┌──

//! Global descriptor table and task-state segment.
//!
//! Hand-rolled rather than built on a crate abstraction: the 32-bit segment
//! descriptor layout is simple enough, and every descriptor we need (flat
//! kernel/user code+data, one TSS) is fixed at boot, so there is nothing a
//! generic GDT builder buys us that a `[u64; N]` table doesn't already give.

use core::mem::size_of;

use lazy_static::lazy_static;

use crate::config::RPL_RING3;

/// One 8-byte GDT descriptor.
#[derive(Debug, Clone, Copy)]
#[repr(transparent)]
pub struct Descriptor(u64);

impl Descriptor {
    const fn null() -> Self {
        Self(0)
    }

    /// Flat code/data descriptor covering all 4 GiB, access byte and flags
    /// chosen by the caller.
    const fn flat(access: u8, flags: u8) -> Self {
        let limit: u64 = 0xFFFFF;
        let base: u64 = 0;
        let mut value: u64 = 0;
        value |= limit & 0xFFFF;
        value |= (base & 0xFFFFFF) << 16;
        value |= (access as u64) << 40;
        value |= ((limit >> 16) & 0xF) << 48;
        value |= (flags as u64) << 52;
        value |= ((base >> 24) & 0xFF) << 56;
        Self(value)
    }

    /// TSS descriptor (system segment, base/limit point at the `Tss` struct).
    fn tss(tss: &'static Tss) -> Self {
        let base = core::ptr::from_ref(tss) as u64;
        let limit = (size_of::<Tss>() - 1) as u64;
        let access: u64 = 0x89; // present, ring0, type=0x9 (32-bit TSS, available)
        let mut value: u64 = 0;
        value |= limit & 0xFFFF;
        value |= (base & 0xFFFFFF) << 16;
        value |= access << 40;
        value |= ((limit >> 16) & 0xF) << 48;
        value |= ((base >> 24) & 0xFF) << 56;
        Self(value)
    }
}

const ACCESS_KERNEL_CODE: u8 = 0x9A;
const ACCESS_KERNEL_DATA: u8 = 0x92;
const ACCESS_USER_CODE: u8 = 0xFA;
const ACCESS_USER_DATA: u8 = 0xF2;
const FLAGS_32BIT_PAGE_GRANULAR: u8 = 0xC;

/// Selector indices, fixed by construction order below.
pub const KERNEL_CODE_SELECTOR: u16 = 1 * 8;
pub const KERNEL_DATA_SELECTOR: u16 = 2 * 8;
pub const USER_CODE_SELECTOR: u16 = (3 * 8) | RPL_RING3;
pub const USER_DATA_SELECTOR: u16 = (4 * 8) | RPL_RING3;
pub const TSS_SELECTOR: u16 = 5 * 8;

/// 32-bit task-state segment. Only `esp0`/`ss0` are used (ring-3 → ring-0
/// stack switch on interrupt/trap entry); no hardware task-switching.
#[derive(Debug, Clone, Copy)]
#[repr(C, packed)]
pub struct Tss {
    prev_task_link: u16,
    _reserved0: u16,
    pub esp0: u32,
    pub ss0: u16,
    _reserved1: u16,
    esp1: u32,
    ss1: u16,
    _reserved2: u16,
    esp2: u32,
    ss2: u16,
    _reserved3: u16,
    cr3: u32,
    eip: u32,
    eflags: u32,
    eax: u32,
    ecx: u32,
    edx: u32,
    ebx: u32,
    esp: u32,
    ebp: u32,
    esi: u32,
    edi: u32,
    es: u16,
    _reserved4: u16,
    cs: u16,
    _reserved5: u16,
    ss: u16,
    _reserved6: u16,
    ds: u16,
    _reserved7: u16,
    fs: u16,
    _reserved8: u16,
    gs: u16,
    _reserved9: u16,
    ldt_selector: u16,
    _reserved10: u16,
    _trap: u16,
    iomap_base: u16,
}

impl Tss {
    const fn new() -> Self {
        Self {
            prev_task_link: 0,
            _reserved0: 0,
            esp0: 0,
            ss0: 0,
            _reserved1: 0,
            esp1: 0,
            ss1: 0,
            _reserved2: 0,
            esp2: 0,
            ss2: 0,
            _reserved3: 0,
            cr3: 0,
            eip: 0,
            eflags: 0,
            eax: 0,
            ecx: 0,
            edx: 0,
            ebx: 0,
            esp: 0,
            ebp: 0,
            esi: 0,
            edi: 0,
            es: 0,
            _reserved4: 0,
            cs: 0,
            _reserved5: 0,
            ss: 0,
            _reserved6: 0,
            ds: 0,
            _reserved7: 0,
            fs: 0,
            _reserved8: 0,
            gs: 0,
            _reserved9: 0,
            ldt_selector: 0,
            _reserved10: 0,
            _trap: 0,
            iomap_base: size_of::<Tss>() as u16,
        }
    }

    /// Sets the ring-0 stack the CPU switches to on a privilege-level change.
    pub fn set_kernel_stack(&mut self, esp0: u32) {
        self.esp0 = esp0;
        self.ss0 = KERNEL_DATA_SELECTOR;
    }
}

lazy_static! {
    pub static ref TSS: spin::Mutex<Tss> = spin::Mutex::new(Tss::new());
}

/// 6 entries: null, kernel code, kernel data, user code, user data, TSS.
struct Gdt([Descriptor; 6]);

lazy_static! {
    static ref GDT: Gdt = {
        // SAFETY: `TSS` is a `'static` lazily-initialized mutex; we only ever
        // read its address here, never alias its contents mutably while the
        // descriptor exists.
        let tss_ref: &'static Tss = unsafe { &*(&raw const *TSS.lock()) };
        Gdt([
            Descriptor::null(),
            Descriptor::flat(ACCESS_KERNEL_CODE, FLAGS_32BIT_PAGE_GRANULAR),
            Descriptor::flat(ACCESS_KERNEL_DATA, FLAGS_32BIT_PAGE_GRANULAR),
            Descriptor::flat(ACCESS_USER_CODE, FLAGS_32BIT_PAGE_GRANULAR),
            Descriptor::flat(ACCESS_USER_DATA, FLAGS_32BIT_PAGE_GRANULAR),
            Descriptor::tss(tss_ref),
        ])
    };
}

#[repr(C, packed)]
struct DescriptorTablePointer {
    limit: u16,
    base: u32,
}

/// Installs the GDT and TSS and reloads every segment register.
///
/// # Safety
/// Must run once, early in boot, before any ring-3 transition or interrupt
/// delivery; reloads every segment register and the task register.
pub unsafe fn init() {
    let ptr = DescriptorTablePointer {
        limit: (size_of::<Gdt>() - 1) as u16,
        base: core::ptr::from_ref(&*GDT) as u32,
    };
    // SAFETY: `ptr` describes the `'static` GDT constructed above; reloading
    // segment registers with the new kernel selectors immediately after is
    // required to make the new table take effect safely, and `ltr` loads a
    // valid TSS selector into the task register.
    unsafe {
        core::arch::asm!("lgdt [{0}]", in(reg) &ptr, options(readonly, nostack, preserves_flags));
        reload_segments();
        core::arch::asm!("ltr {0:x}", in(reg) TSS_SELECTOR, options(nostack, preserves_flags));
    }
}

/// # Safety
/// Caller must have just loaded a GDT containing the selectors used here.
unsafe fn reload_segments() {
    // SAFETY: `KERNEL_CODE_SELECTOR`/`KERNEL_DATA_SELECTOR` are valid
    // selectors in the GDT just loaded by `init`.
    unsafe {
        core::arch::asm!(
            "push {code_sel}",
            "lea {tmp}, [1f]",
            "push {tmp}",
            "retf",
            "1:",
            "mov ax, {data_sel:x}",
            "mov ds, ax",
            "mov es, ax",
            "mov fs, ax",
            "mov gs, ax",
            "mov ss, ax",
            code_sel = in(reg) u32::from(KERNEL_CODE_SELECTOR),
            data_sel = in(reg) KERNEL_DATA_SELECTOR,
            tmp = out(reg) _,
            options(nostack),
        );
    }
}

└──
┌──

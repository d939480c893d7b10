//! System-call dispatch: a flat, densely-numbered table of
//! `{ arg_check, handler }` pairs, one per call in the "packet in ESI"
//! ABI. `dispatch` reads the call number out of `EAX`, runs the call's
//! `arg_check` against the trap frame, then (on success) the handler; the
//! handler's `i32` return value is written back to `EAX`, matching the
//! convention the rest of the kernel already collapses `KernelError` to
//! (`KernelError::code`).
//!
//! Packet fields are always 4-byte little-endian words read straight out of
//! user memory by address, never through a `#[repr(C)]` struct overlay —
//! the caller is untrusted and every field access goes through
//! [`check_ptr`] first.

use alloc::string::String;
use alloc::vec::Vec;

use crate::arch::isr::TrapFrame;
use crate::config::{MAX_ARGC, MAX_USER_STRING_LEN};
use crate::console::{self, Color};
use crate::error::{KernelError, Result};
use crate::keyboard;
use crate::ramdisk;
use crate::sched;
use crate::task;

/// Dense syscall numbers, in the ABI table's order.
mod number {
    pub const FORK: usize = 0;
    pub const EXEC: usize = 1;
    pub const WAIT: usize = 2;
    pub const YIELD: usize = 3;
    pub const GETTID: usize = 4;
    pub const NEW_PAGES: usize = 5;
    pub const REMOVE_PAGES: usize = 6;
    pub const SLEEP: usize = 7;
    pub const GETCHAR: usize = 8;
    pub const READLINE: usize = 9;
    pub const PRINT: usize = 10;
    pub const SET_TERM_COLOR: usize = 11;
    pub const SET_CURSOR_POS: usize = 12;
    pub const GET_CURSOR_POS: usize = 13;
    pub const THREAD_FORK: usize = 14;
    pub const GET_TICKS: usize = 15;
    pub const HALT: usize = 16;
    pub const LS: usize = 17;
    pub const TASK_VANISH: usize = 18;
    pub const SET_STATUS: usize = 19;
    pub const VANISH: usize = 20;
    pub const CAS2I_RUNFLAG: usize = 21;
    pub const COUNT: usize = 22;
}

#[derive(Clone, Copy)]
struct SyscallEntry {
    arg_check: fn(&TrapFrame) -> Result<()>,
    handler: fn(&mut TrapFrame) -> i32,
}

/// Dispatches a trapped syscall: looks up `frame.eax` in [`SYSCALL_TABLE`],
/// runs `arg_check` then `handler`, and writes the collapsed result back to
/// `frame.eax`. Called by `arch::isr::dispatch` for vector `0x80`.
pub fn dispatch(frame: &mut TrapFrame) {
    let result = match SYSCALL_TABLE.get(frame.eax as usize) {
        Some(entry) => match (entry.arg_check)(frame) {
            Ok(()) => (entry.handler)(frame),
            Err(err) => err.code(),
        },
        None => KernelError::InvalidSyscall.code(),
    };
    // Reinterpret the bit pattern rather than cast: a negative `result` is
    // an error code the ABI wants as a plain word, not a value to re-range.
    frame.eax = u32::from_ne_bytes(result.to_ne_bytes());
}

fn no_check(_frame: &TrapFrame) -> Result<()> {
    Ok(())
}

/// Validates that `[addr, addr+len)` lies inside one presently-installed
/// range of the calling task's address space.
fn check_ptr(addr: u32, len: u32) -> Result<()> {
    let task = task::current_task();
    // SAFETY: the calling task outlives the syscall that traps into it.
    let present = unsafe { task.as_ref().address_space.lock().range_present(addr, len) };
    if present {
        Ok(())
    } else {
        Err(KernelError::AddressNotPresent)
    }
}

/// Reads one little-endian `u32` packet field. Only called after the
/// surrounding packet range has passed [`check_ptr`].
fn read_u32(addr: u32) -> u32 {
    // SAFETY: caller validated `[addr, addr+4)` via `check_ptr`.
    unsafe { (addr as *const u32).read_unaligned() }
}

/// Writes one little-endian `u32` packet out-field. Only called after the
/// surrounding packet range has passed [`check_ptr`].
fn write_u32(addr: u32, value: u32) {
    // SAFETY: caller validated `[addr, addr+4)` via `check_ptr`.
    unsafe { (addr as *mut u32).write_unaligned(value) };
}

└──
┌──

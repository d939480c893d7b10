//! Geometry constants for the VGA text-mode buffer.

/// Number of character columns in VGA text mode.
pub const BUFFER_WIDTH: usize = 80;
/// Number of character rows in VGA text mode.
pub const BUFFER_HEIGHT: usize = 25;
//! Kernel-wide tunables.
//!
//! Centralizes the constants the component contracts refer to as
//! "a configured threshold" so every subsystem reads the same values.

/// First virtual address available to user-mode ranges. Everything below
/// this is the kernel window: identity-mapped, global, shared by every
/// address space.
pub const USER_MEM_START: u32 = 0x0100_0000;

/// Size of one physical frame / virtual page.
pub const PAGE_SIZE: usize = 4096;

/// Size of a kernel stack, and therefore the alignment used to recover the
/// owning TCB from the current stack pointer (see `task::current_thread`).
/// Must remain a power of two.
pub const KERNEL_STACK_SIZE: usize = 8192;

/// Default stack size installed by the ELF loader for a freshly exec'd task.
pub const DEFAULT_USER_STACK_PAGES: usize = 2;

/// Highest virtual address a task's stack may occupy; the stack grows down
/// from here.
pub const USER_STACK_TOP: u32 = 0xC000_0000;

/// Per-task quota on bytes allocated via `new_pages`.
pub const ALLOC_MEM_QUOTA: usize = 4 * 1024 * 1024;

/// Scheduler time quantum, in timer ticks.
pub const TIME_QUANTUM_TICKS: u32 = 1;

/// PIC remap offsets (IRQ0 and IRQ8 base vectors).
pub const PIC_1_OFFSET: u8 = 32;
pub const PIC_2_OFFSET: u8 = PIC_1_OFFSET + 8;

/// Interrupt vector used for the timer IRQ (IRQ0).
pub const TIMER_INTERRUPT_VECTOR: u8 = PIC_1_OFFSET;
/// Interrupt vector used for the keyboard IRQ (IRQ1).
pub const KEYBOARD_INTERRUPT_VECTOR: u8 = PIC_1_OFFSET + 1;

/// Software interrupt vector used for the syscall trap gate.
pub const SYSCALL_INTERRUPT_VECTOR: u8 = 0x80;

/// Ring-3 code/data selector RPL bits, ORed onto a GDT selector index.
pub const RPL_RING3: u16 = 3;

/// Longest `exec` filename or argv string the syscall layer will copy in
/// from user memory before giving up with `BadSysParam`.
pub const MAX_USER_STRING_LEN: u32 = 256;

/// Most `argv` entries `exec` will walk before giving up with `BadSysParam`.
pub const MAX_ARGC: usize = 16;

└──

DIRECTIONS FOR THIS TASK
Repeat exactly the lines above from the one with "and task-state segment." up to and including the one with "doesn't already give.". No other line belongs in the reply.

OUTPUT OF THE EXERCISE
//! Global descriptor table and task-state segment.
//!
//! Hand-rolled rather than built on a crate abstraction: the 32-bit segment
//! descriptor layout is simple enough, and every descriptor we need (flat
//! kernel/user code+data, one TSS) is fixed at boot, so there is nothing a
//! generic GDT builder buys us that a `[u64; N]` table doesn't already give.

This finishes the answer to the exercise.